Saved entries |
↓↓↓

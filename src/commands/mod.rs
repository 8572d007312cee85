//! Command dispatch and handlers.

pub mod list;
pub mod run;

use crate::cli::Cli;
use crate::config::Config;
use crate::context::ServiceContext;
use crate::discovery::Discovered;
use crate::error::Result;
use crate::runner::RunOptions;
use crate::sessions;

/// Dispatch a parsed command line.
///
/// When `DOCRUN_RECORD` is set to a file path, every process and git
/// interaction is recorded to a cassette at that path.
///
/// # Errors
///
/// Returns an error if the root is unusable, a session name is unknown, a
/// session fails, or the cassette cannot be written.
pub fn dispatch(cli: &Cli) -> Result<()> {
    let root = cli.root.canonicalize()?;
    let config = Config::from_env(&root);
    let ctx = match &config.record {
        Some(path) => ServiceContext::recording(path, &root),
        None => ServiceContext::live(),
    };

    let result = dispatch_with_context(cli, &ctx, &config);

    // Finish recording after the run completes, even on error.
    match ctx.finish() {
        Ok(Some(path)) => tracing::info!("Recording saved to: {}", path.display()),
        Ok(None) => {}
        Err(e) if result.is_ok() => return Err(e),
        Err(e) => tracing::error!("{e}"),
    }
    result
}

/// Dispatch with the given service context and configuration.
///
/// # Errors
///
/// See [`dispatch`].
pub fn dispatch_with_context(cli: &Cli, ctx: &ServiceContext, config: &Config) -> Result<()> {
    let discovered = Discovered::scan(ctx.fs.as_ref(), &config.root);
    let registry = sessions::registry(&discovered);
    let selected = cli.selected();

    if cli.list {
        print!("{}", list::render(&registry, &selected));
        return Ok(());
    }

    let options = RunOptions {
        reuse_venvs: cli.reuse_existing_virtualenvs,
        install_only: cli.install_only,
        stop_on_first_error: cli.stop_on_first_error,
    };
    run::run(ctx, config, &discovered, &registry, &selected, &cli.posargs, options)
}
//! Scan orchestration.
//!
//! Phases run in pipeline order: dorks → proxies → search → filter →
//! probe → download → report. The catalog and signature set are built once
//! here and handed down by `Arc`; nothing in the scan path reaches for
//! process-wide state.

use crate::core::context::Context;
use crate::core::stats::ScanStats;
use crate::discovery::{dorks, filter, search::SearchClient};
use crate::download::DatabaseDownloader;
use crate::http::client::HttpTransport;
use crate::http::Transport;
use crate::payload::{PayloadCatalog, PayloadMode};
use crate::proxy::{ProxyManager, ProxyPool};
use crate::reporting::{json, text};
use crate::scanner::{BatchCoordinator, Prober};
use crate::signature::SignatureSet;
use anyhow::{bail, Result};
use std::sync::Arc;
use tracing::{info, warn};

pub struct Engine {
    ctx: Context,
}

impl Engine {
    pub fn new(ctx: Context) -> Self {
        Self { ctx }
    }

    pub async fn run(&self) -> Result<()> {
        // Static data first: a bad signature pattern must abort here, not
        // halfway through a batch.
        let catalog = Arc::new(PayloadCatalog::new());
        let signatures = Arc::new(SignatureSet::new()?);

        if self.ctx.verbose {
            info!(
                "payload catalog: {} payloads, {} error signatures",
                catalog.count(),
                signatures.len()
            );
        }

        let mut stats = ScanStats::default();

        // -------------------------------------------------
        // Dorks
        // -------------------------------------------------
        if !self.ctx.dorks_path.exists() {
            dorks::write_sample_dorks(&self.ctx.dorks_path)?;
            bail!(
                "no dorks file found; a sample was created at {}, edit it and rerun",
                self.ctx.dorks_path.display()
            );
        }
        let dork_list = dorks::load_dorks(&self.ctx.dorks_path)?;
        if dork_list.is_empty() {
            bail!(
                "no dorks loaded from {}",
                self.ctx.dorks_path.display()
            );
        }
        stats.dorks = dork_list.len();
        info!("loaded {} dorks from {}", dork_list.len(), self.ctx.dorks_path.display());

        // -------------------------------------------------
        // Proxies
        // -------------------------------------------------
        let pool = if self.ctx.use_proxies {
            self.build_proxy_pool().await?
        } else {
            None
        };
        stats.proxies = pool.as_ref().map_or(0, |p| p.len());

        let transport: Arc<dyn Transport> =
            Arc::new(HttpTransport::new(self.ctx.request_timeout, pool)?);

        // -------------------------------------------------
        // Search
        // -------------------------------------------------
        info!("searching {} dork queries", dork_list.len());
        let searcher = SearchClient::new(transport.clone(), self.ctx.workers);
        let hits = searcher.search_dorks(&dork_list).await;
        if hits.is_empty() {
            bail!("no search results found; nothing to scan");
        }
        stats.search_hits = hits.len();
        info!("{} search results", hits.len());

        let mut urls = filter::unique_urls(&hits);
        stats.unique_urls = urls.len();
        info!("{} unique URLs", urls.len());

        if let Some(cap) = self.ctx.max_urls {
            urls.truncate(cap);
            info!("capped to {} URLs", urls.len());
        }

        // -------------------------------------------------
        // Probe
        // -------------------------------------------------
        let targets = filter::eligible_targets(&urls);
        stats.eligible_targets = targets.len();

        let findings = if targets.is_empty() {
            warn!("none of the discovered URLs carry query parameters; skipping probing");
            Vec::new()
        } else {
            if self.ctx.mode == PayloadMode::Aggressive {
                info!(
                    "AGGRESSIVE mode: probing {} targets with all {} payloads",
                    targets.len(),
                    catalog.count()
                );
            } else {
                info!("probing {} targets with the standard payload set", targets.len());
            }

            let prober = Arc::new(Prober::new(transport, catalog, signatures));
            let coordinator = BatchCoordinator::new(prober, self.ctx.workers);
            coordinator.run(targets, self.ctx.mode).await
        };
        stats.findings = findings.len();

        if findings.is_empty() {
            info!("no SQL injection indicators detected");
        } else {
            warn!("{} potentially vulnerable URLs", findings.len());
        }

        // -------------------------------------------------
        // Database files
        // -------------------------------------------------
        info!("checking {} URLs for exposed database files", urls.len());
        let downloader = DatabaseDownloader::new(&self.ctx.download_dir)?;
        let downloads = downloader.sweep(&urls).await;
        stats.database_files = downloads.len();

        // -------------------------------------------------
        // Reports
        // -------------------------------------------------
        let scan_date = chrono::Utc::now().to_rfc3339();
        text::write_report(&self.ctx.output, &findings, &downloads, &scan_date)?;
        json::write_report(&self.ctx.json_output(), &findings, &downloads)?;
        info!(
            "results saved to {} and {}",
            self.ctx.output.display(),
            self.ctx.json_output().display()
        );

        if !self.ctx.quiet {
            println!("\n{}", stats.render());
        }

        Ok(())
    }

    async fn build_proxy_pool(&self) -> Result<Option<Arc<ProxyPool>>> {
        let mut manager = ProxyManager::new(self.ctx.max_proxies)?;

        if let Some(path) = &self.ctx.user_proxies {
            match manager.load_user_proxies(path) {
                Ok(count) => info!("loaded {count} user proxies from {}", path.display()),
                Err(e) => warn!("could not load user proxies: {e}"),
            }
        }

        info!("scraping proxy sources (cap: {})", self.ctx.max_proxies);
        let pool = manager.collect().await;

        if pool.is_empty() {
            warn!("no working proxies found; sending directly");
            Ok(None)
        } else {
            info!("{} validated proxies ready", pool.len());
            Ok(Some(Arc::new(pool)))
        }
    }
}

↑↑↑

Exercise description |
Search the data for the string "PayloadMode" and copy every line where it appears.

Answer space |
use crate::payload::{PayloadCatalog, PayloadMode};
            if self.ctx.mode == PayloadMode::Aggressive {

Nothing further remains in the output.